--- Input data Enclosed Below ---

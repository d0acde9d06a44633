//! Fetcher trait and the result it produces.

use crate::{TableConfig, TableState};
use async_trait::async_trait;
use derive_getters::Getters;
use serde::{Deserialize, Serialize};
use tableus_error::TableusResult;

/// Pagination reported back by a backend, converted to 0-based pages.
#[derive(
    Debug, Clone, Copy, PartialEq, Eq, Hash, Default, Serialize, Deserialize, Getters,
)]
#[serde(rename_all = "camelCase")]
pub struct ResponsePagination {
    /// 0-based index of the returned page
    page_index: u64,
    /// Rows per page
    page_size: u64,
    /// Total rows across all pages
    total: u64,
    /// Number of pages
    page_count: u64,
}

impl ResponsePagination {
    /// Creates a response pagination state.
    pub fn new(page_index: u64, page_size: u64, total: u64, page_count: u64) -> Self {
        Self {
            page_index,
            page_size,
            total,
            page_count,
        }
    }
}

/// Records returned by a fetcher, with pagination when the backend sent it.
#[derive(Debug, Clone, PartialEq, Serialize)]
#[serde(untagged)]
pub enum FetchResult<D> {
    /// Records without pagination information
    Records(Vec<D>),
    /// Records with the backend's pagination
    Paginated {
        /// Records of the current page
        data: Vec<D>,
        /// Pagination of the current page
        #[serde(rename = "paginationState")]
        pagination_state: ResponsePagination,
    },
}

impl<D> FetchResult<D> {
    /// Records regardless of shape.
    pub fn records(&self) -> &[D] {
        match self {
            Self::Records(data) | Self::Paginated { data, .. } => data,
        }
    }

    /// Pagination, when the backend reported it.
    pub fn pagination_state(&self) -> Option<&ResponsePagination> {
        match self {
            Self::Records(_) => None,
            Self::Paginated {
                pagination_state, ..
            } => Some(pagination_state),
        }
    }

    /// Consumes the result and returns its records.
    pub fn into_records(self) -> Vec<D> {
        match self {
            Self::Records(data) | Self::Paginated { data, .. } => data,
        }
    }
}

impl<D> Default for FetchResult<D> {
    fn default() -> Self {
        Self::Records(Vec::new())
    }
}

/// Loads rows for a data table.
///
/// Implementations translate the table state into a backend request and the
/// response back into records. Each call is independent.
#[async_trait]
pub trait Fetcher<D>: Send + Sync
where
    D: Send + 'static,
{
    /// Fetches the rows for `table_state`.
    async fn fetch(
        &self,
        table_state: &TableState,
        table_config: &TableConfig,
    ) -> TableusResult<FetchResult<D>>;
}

--- End of Enclosed Input data ---

What you should do: Within the data above, filter for lines containing the word "Debug" and copy each one.

Answer to the exercise:
    Debug, Clone, Copy, PartialEq, Eq, Hash, Default, Serialize, Deserialize, Getters,
#[derive(Debug, Clone, PartialEq, Serialize)]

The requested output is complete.